■ Data extract

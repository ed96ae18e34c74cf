use verity_adversarial::{
    ConflictDetector, ConflictResolver, ConflictType, ConsensusCalculator, ConsensusEngine,
    ConsensusMethod, ResolutionStrategy, Veracity,
};
use verity_core::{
    AgentType, Argument, Conclusion, DebateConfig, Evidence, SourceType, VotingWeights,
};

#[test]
fn test_majority_of_five() {
    let arguments = vec![
        Argument::new(AgentType::Academic, Conclusion::True, 80.0),
        Argument::new(AgentType::Government, Conclusion::True, 80.0),
        Argument::new(AgentType::News, Conclusion::True, 80.0),
        Argument::new(AgentType::Financial, Conclusion::True, 80.0),
        Argument::new(AgentType::Social, Conclusion::False, 60.0),
    ];

    let result = ConsensusCalculator::default().calculate("claim-1", &arguments, None);

    assert_eq!(result.method, Some(ConsensusMethod::Majority));
    assert_eq!(result.final_veracity, Veracity::VerifiedTrue);
    assert!((result.agreement_level - 80.0).abs() < 1e-9);
    assert!((result.confidence - 80.0).abs() < 1e-9);
    assert_eq!(result.minority_opinions.len(), 1);
    assert_eq!(result.participating_agents.len(), 5);
    assert!(result.reasoning.contains("4 agents"));
}

#[test]
fn test_even_split_is_insufficient() {
    // Two equally weighted experts disagreeing with equal confidence
    let arguments = vec![
        Argument::new(AgentType::Academic, Conclusion::True, 90.0),
        Argument::new(AgentType::Government, Conclusion::False, 90.0),
    ];
    let weights = VotingWeights::uniform(1.0);

    let result = ConsensusCalculator::default().calculate("claim-2", &arguments, Some(&weights));

    assert_eq!(result.final_veracity, Veracity::InsufficientEvidence);
    assert_eq!(result.confidence, 0.0);
    assert!(result.method.is_none());
    assert_eq!(result.minority_opinions.len(), 2);
}

#[test]
fn test_no_arguments_is_insufficient() {
    let result = ConsensusCalculator::default().calculate("claim-0", &[], None);
    assert_eq!(result.final_veracity, Veracity::InsufficientEvidence);
    assert_eq!(result.confidence, 0.0);
}

#[test]
fn test_engine_uses_session_thresholds() {
    let arguments = vec![
        Argument::new(AgentType::Academic, Conclusion::True, 70.0),
        Argument::new(AgentType::News, Conclusion::True, 70.0),
    ];
    let strict = DebateConfig {
        confidence_threshold: 0.8,
        ..DebateConfig::default()
    };

    let engine = ConsensusCalculator::default();
    assert_eq!(
        engine.evaluate("c", &arguments, &DebateConfig::default()).method,
        Some(ConsensusMethod::Unanimous)
    );
    assert!(engine.evaluate("c", &arguments, &strict).method.is_none());
}

#[test]
fn test_misleading_majority() {
    let arguments = vec![
        Argument::new(AgentType::Academic, Conclusion::Misleading, 75.0),
        Argument::new(AgentType::Government, Conclusion::Misleading, 75.0),
        Argument::new(AgentType::News, Conclusion::False, 75.0),
        Argument::new(AgentType::Social, Conclusion::True, 50.0),
    ];

    let result = ConsensusCalculator::default().calculate("claim-3", &arguments, None);
    assert_eq!(result.method, Some(ConsensusMethod::Majority));
    assert_eq!(result.final_veracity, Veracity::Misleading);
}

#[test]
fn test_same_url_contradiction_yields_one_conflict() {
    let supporting = Evidence::new(
        "https://stats.example.org/report",
        SourceType::Government,
        "Unemployment will increase next year",
    )
    .shared();
    let refuting = Evidence::new(
        "https://stats.example.org/report",
        SourceType::Government,
        "Unemployment will decrease next year",
    )
    .shared();

    let arguments = vec![
        Argument::new(AgentType::Government, Conclusion::True, 70.0)
            .with_evidence(vec![supporting.clone()]),
        Argument::new(AgentType::News, Conclusion::False, 70.0)
            .with_evidence(vec![refuting.clone()]),
    ];

    let conflicts = ConflictDetector::new().detect(&arguments);

    assert_eq!(conflicts.len(), 1);
    let conflict = &conflicts[0];
    assert_eq!(conflict.conflict_type, ConflictType::SourceDisagreement);
    assert_eq!(conflict.strategy, ResolutionStrategy::CredibilityWeighted);
    assert_eq!(conflict.agents, vec![AgentType::Government, AgentType::News]);
    assert_eq!(conflict.evidence.len(), 2);
    assert!(conflict.evidence.iter().any(|e| e.content == supporting.content));
    assert!(conflict.evidence.iter().any(|e| e.content == refuting.content));

    let pool = vec![supporting, refuting];
    let resolutions = ConflictResolver::default().resolve_conflicts(&conflicts, &pool, None);
    assert_eq!(resolutions.len(), 1);
    assert_eq!(resolutions[0].conflict_id, conflict.id);
    assert_eq!(resolutions[0].method, ResolutionStrategy::CredibilityWeighted);
}

#[test]
fn test_agreeing_agents_produce_no_conflicts() {
    let e = Evidence::new("https://a.org/1", SourceType::News, "Prices rose").shared();
    let arguments = vec![
        Argument::new(AgentType::News, Conclusion::True, 70.0).with_evidence(vec![e.clone()]),
        Argument::new(AgentType::Financial, Conclusion::True, 70.0).with_evidence(vec![e]),
    ];
    assert!(ConflictDetector::new().detect(&arguments).is_empty());
}
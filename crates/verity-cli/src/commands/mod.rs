pub mod debate;
pub mod info;
/// Full dump of one session for backup or audit
#[derive(Debug, Clone, Serialize, Deserialize)]
pub struct SessionExport {
    pub session_id: String,
    pub records: Vec<StoredRecord>,
    pub messages: Vec<CoordinationMessage>,
    pub events: Vec<ProgressEvent>,
    pub progress: DebateProgress,
    pub exported_at: DateTime<Utc>,
}

#[derive(Debug, Clone, Default, PartialEq, Serialize, Deserialize)]
pub struct BusStats {
    pub sessions: usize,
    pub records: usize,
    pub messages: usize,
    pub pending_messages: usize,
    pub subscribers: usize,
    /// Serialized size of live records and messages
    pub approx_bytes: usize,
}

impl BusStats {
    pub fn approx_mb(&self) -> f64 {
        self.approx_bytes as f64 / (1024.0 * 1024.0)
    }
}

/// Session-partitioned record store with publish/subscribe progress events
#[derive(Debug)]
pub struct MemoryBus {
    config: BusConfig,
    partitions: RwLock<HashMap<String, Arc<Mutex<Partition>>>>,
    subscribers: RwLock<Vec<Subscriber>>,
    next_subscription: AtomicU64,
    record_count: AtomicUsize,
    archive: SessionArchive<dyn StorageBackend>,
}

impl Default for MemoryBus {
    fn default() -> Self {
        Self::new(BusConfig::default())
    }
}
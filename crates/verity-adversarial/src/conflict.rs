//! Evidence conflict detection between agents' arguments

use serde::{Deserialize, Serialize};
use sha2::{Digest, Sha256};
use std::collections::{BTreeMap, BTreeSet, HashMap, HashSet};
use std::fmt;

use verity_core::{AgentType, Argument, Evidence, EvidenceRef, Position};

use crate::resolution::ResolutionStrategy;

/// Kind of contradiction found between agents' evidence
#[derive(Debug, Clone, Copy, PartialEq, Eq, Hash, Serialize, Deserialize)]
#[serde(rename_all = "SCREAMING_SNAKE_CASE")]
pub enum ConflictType {
    /// Same source (or same source category/domain) saying contradictory things
    SourceDisagreement,
    /// Contradictory evidence published in the same quarter
    TemporalDiscrepancy,
    /// Opposing sides relying on disjoint methodologies
    MethodologyDifference,
    /// Identical evidence read in opposite directions
    InterpretationVariance,
}

impl ConflictType {
    pub fn as_str(&self) -> &'static str {
        match self {
            Self::SourceDisagreement => "source_disagreement",
            Self::TemporalDiscrepancy => "temporal_discrepancy",
            Self::MethodologyDifference => "methodology_difference",
            Self::InterpretationVariance => "interpretation_variance",
        }
    }

    /// Resolution strategy applied to this kind of conflict
    pub fn strategy(&self) -> ResolutionStrategy {
        match self {
            Self::SourceDisagreement => ResolutionStrategy::CredibilityWeighted,
            Self::TemporalDiscrepancy => ResolutionStrategy::TemporalPriority,
            Self::MethodologyDifference => ResolutionStrategy::MethodologyRanking,
            Self::InterpretationVariance => ResolutionStrategy::InterpretationMerge,
        }
    }
}

impl fmt::Display for ConflictType {
    fn fmt(&self, f: &mut fmt::Formatter<'_>) -> fmt::Result {
        f.write_str(self.as_str())
    }
}

/// A contradiction between evidence cited by different agents
#[derive(Debug, Clone, Serialize, Deserialize)]
pub struct EvidenceConflict {
    /// Deterministic id derived from the type and the evidence involved
    pub id: String,
    pub conflict_type: ConflictType,
    pub agents: Vec<AgentType>,
    pub evidence: Vec<EvidenceRef>,
    pub strategy: ResolutionStrategy,
    pub resolved: bool,
    pub description: String,
}

impl EvidenceConflict {
    pub fn new(
        conflict_type: ConflictType,
        agents: impl IntoIterator<Item = AgentType>,
        evidence: Vec<EvidenceRef>,
        description: String,
    ) -> Self {
        let agents: Vec<AgentType> = agents.into_iter().collect::<BTreeSet<_>>().into_iter().collect();

        let mut fingerprints: Vec<String> = evidence.iter().map(|e| e.fingerprint()).collect();
        fingerprints.sort();
        let mut hasher = Sha256::new();
        hasher.update(conflict_type.as_str().as_bytes());
        for fp in &fingerprints {
            hasher.update(fp.as_bytes());
        }
        let digest = hex::encode(hasher.finalize());

        Self {
            id: format!("conflict-{}", &digest[..16]),
            conflict_type,
            agents,
            evidence,
            strategy: conflict_type.strategy(),
            resolved: false,
            description,
        }
    }
}

/// Methodology family an evidence item appears to rely on
#[derive(Debug, Clone, Copy, PartialEq, Eq, Hash, PartialOrd, Ord, Serialize, Deserialize)]
#[serde(rename_all = "snake_case")]
pub enum MethodologyGroup {
    Research,
    Survey,
    Statistical,
    ExpertOpinion,
    Investigative,
    General,
}

impl MethodologyGroup {
    const KEYWORDS: [(MethodologyGroup, &'static [&'static str]); 5] = [
        (
            MethodologyGroup::Research,
            &["study", "studies", "research", "peer", "trial", "experiment", "journal", "meta"],
        ),
        (
            MethodologyGroup::Survey,
            &["survey", "poll", "polling", "questionnaire", "respondents"],
        ),
        (
            MethodologyGroup::Statistical,
            &["statistics", "statistical", "data", "census", "regression", "dataset"],
        ),
        (
            MethodologyGroup::ExpertOpinion,
            &["expert", "experts", "professor", "analyst", "opinion", "specialist"],
        ),
        (
            MethodologyGroup::Investigative,
            &["investigation", "investigative", "documents", "leaked", "interview", "whistleblower"],
        ),
    ];

    /// First keyword group found in the text, in priority order
    pub fn detect(content: &str) -> Self {
        let words = tokens(content);
        Self::KEYWORDS
            .iter()
            .find(|(_, keywords)| keywords.iter().any(|k| words.contains(*k)))
            .map(|(group, _)| *group)
            .unwrap_or(MethodologyGroup::General)
    }

    pub fn as_str(&self) -> &'static str {
        match self {
            Self::Research => "research",
            Self::Survey => "survey",
            Self::Statistical => "statistical",
            Self::ExpertOpinion => "expert-opinion",
            Self::Investigative => "investigative",
            Self::General => "general",
        }
    }
}

/// Word pairs whose co-occurrence across two texts marks a contradiction
const CONTRADICTIONS: &[(&str, &str)] = &[
    ("true", "false"),
    ("increase", "decrease"),
    ("increased", "decreased"),
    ("increasing", "decreasing"),
    ("rise", "fall"),
    ("rose", "fell"),
    ("higher", "lower"),
    ("more", "less"),
    ("growth", "decline"),
    ("confirmed", "denied"),
    ("confirms", "denies"),
    ("support", "oppose"),
    ("supports", "opposes"),
    ("safe", "unsafe"),
    ("effective", "ineffective"),
    ("proven", "disproven"),
    ("accurate", "inaccurate"),
    ("legal", "illegal"),
];

/// Detects contradictions between the evidence of a round's arguments
#[derive(Debug, Clone, Default)]
pub struct ConflictDetector;

impl ConflictDetector {
    pub fn new() -> Self {
        Self
    }

    /// All conflicts among the given arguments, in a stable order
    pub fn detect(&self, arguments: &[Argument]) -> Vec<EvidenceConflict> {
        let mut conflicts = self.source_disagreements(arguments);
        conflicts.extend(self.temporal_discrepancies(arguments));
        conflicts.extend(self.methodology_differences(arguments));
        conflicts.extend(self.interpretation_variances(arguments));

        for conflict in &conflicts {
            metrics::counter!("verity_conflicts_detected_total", "type" => conflict.conflict_type.as_str())
                .increment(1);
        }
        conflicts
    }

    /// Whether two texts contain a contradictory keyword pair
    pub fn contradicts(&self, a: &str, b: &str) -> bool {
        let (wa, wb) = (tokens(a), tokens(b));
        CONTRADICTIONS.iter().any(|(x, y)| {
            (wa.contains(*x) && wb.contains(*y)) || (wa.contains(*y) && wb.contains(*x))
        })
    }

    /// Supporting vs refuting evidence that shares a URL with differing
    /// content, or shares a source type/domain with contradictory wording
    pub fn source_disagreements(&self, arguments: &[Argument]) -> Vec<EvidenceConflict> {
        let mut conflicts = Vec::new();
        let mut seen = HashSet::new();

        for (supporter, refuter) in opposing_pairs(arguments) {
            for es in &supporter.evidence {
                for er in &refuter.evidence {
                    let same_url = es.source_url == er.source_url;
                    let description = if same_url {
                        if normalize(&es.content) == normalize(&er.content) {
                            continue;
                        }
                        format!("{} reports differing content to opposing agents", es.source_url)
                    } else if self.related_sources(es, er) && self.contradicts(&es.content, &er.content) {
                        format!(
                            "{} and {} make contradictory statements",
                            es.source_url, er.source_url
                        )
                    } else {
                        continue;
                    };

                    if !seen.insert(pair_key(es, er)) {
                        continue;
                    }
                    conflicts.push(EvidenceConflict::new(
                        ConflictType::SourceDisagreement,
                        [supporter.agent_type, refuter.agent_type],
                        vec![es.clone(), er.clone()],
                        description,
                    ));
                }
            }
        }
        conflicts
    }

    /// Contradictory evidence from at least two agents within one calendar quarter
    pub fn temporal_discrepancies(&self, arguments: &[Argument]) -> Vec<EvidenceConflict> {
        let mut buckets: BTreeMap<(i32, u32), Vec<(AgentType, &EvidenceRef)>> = BTreeMap::new();
        for arg in arguments {
            for evidence in &arg.evidence {
                if let Some(quarter) = evidence.quarter() {
                    buckets.entry(quarter).or_default().push((arg.agent_type, evidence));
                }
            }
        }

        let mut conflicts = Vec::new();
        for ((year, quarter), entries) in buckets {
            let agents: BTreeSet<AgentType> = entries.iter().map(|(a, _)| *a).collect();
            if agents.len() < 2 {
                continue;
            }

            let mut involved_agents = BTreeSet::new();
            let mut involved = Vec::new();
            let mut seen = HashSet::new();
            for (i, (agent_a, ea)) in entries.iter().enumerate() {
                for (agent_b, eb) in entries.iter().skip(i + 1) {
                    if agent_a == agent_b || !self.conflicting_content(ea, eb) {
                        continue;
                    }
                    involved_agents.insert(*agent_a);
                    involved_agents.insert(*agent_b);
                    for e in [*ea, *eb] {
                        if seen.insert(e.fingerprint()) {
                            involved.push(e.clone());
                        }
                    }
                }
            }

            if !involved.is_empty() {
                conflicts.push(EvidenceConflict::new(
                    ConflictType::TemporalDiscrepancy,
                    involved_agents,
                    involved,
                    format!("Contradictory evidence published in {year} Q{quarter}"),
                ));
            }
        }
        conflicts
    }

    /// Opposing agents whose evidence relies on disjoint methodology groups
    pub fn methodology_differences(&self, arguments: &[Argument]) -> Vec<EvidenceConflict> {
        let mut conflicts = Vec::new();
        let mut seen = HashSet::new();

        for (supporter, refuter) in opposing_pairs(arguments) {
            let groups_s = methodology_groups(&supporter.evidence);
            let groups_r = methodology_groups(&refuter.evidence);
            if groups_s.is_empty() || groups_r.is_empty() || !groups_s.is_disjoint(&groups_r) {
                continue;
            }
            if !seen.insert((supporter.agent_type, refuter.agent_type)) {
                continue;
            }

            let mut fingerprints = HashSet::new();
            let evidence: Vec<EvidenceRef> = supporter
                .evidence
                .iter()
                .chain(refuter.evidence.iter())
                .filter(|e| fingerprints.insert(e.fingerprint()))
                .cloned()
                .collect();

            conflicts.push(EvidenceConflict::new(
                ConflictType::MethodologyDifference,
                [supporter.agent_type, refuter.agent_type],
                evidence,
                format!(
                    "{} relies on {} while {} relies on {}",
                    supporter.agent_type,
                    join_groups(&groups_s),
                    refuter.agent_type,
                    join_groups(&groups_r)
                ),
            ));
        }
        conflicts
    }

    /// The same evidence item cited by both a supporting and a refuting agent
    pub fn interpretation_variances(&self, arguments: &[Argument]) -> Vec<EvidenceConflict> {
        let mut cited: HashMap<String, (EvidenceRef, BTreeSet<Position>, BTreeSet<AgentType>)> =
            HashMap::new();
        let mut order = Vec::new();

        for arg in arguments.iter().filter(|a| !a.position.is_neutral()) {
            for evidence in &arg.evidence {
                let fp = evidence.fingerprint();
                let entry = cited.entry(fp.clone()).or_insert_with(|| {
                    order.push(fp);
                    (evidence.clone(), BTreeSet::new(), BTreeSet::new())
                });
                entry.1.insert(arg.position);
                entry.2.insert(arg.agent_type);
            }
        }

        order
            .into_iter()
            .filter_map(|fp| cited.remove(&fp))
            .filter(|(_, positions, _)| positions.len() > 1)
            .map(|(evidence, _, agents)| {
                let description = format!(
                    "{} is cited both for and against the claim",
                    evidence.source_url
                );
                EvidenceConflict::new(
                    ConflictType::InterpretationVariance,
                    agents,
                    vec![evidence],
                    description,
                )
            })
            .collect()
    }

    fn related_sources(&self, a: &Evidence, b: &Evidence) -> bool {
        if a.source_type == b.source_type {
            return true;
        }
        matches!((a.domain(), b.domain()), (Some(da), Some(db)) if da == db)
    }

    fn conflicting_content(&self, a: &Evidence, b: &Evidence) -> bool {
        if a.source_url == b.source_url {
            normalize(&a.content) != normalize(&b.content)
        } else {
            self.contradicts(&a.content, &b.content)
        }
    }
}

fn opposing_pairs(arguments: &[Argument]) -> impl Iterator<Item = (&Argument, &Argument)> {
    arguments
        .iter()
        .filter(|a| a.position == Position::Supports)
        .flat_map(move |s| {
            arguments
                .iter()
                .filter(|a| a.position == Position::Refutes)
                .map(move |r| (s, r))
        })
}

fn methodology_groups(evidence: &[EvidenceRef]) -> BTreeSet<MethodologyGroup> {
    evidence
        .iter()
        .map(|e| MethodologyGroup::detect(&e.content))
        .filter(|g| *g != MethodologyGroup::General)
        .collect()
}

fn join_groups(groups: &BTreeSet<MethodologyGroup>) -> String {
    groups.iter().map(|g| g.as_str()).collect::<Vec<_>>().join("/")
}

fn pair_key(a: &Evidence, b: &Evidence) -> (String, String) {
    let (fa, fb) = (a.fingerprint(), b.fingerprint());
    if fa <= fb {
        (fa, fb)
    } else {
        (fb, fa)
    }
}

fn tokens(text: &str) -> HashSet<String> {
    text.split(|c: char| !c.is_alphanumeric())
        .filter(|w| !w.is_empty())
        .map(|w| w.to_lowercase())
        .collect()
}

fn normalize(text: &str) -> String {
    text.split_whitespace()
        .collect::<Vec<_>>()
        .join(" ")
        .to_lowercase()
}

■ What is being asked
Write out word for word only the lines from the start of the entries down to the line with "assert_eq!(result.final_veracity, Veracity::VerifiedTrue);", please, including both ends.

■ Result for this task
repository ed96ae18e34c74cf
use verity_adversarial::{
    ConflictDetector, ConflictResolver, ConflictType, ConsensusCalculator, ConsensusEngine,
    ConsensusMethod, ResolutionStrategy, Veracity,
};
use verity_core::{
    AgentType, Argument, Conclusion, DebateConfig, Evidence, SourceType, VotingWeights,
};

#[test]
fn test_majority_of_five() {
    let arguments = vec![
        Argument::new(AgentType::Academic, Conclusion::True, 80.0),
        Argument::new(AgentType::Government, Conclusion::True, 80.0),
        Argument::new(AgentType::News, Conclusion::True, 80.0),
        Argument::new(AgentType::Financial, Conclusion::True, 80.0),
        Argument::new(AgentType::Social, Conclusion::False, 60.0),
    ];

    let result = ConsensusCalculator::default().calculate("claim-1", &arguments, None);

    assert_eq!(result.method, Some(ConsensusMethod::Majority));
    assert_eq!(result.final_veracity, Veracity::VerifiedTrue);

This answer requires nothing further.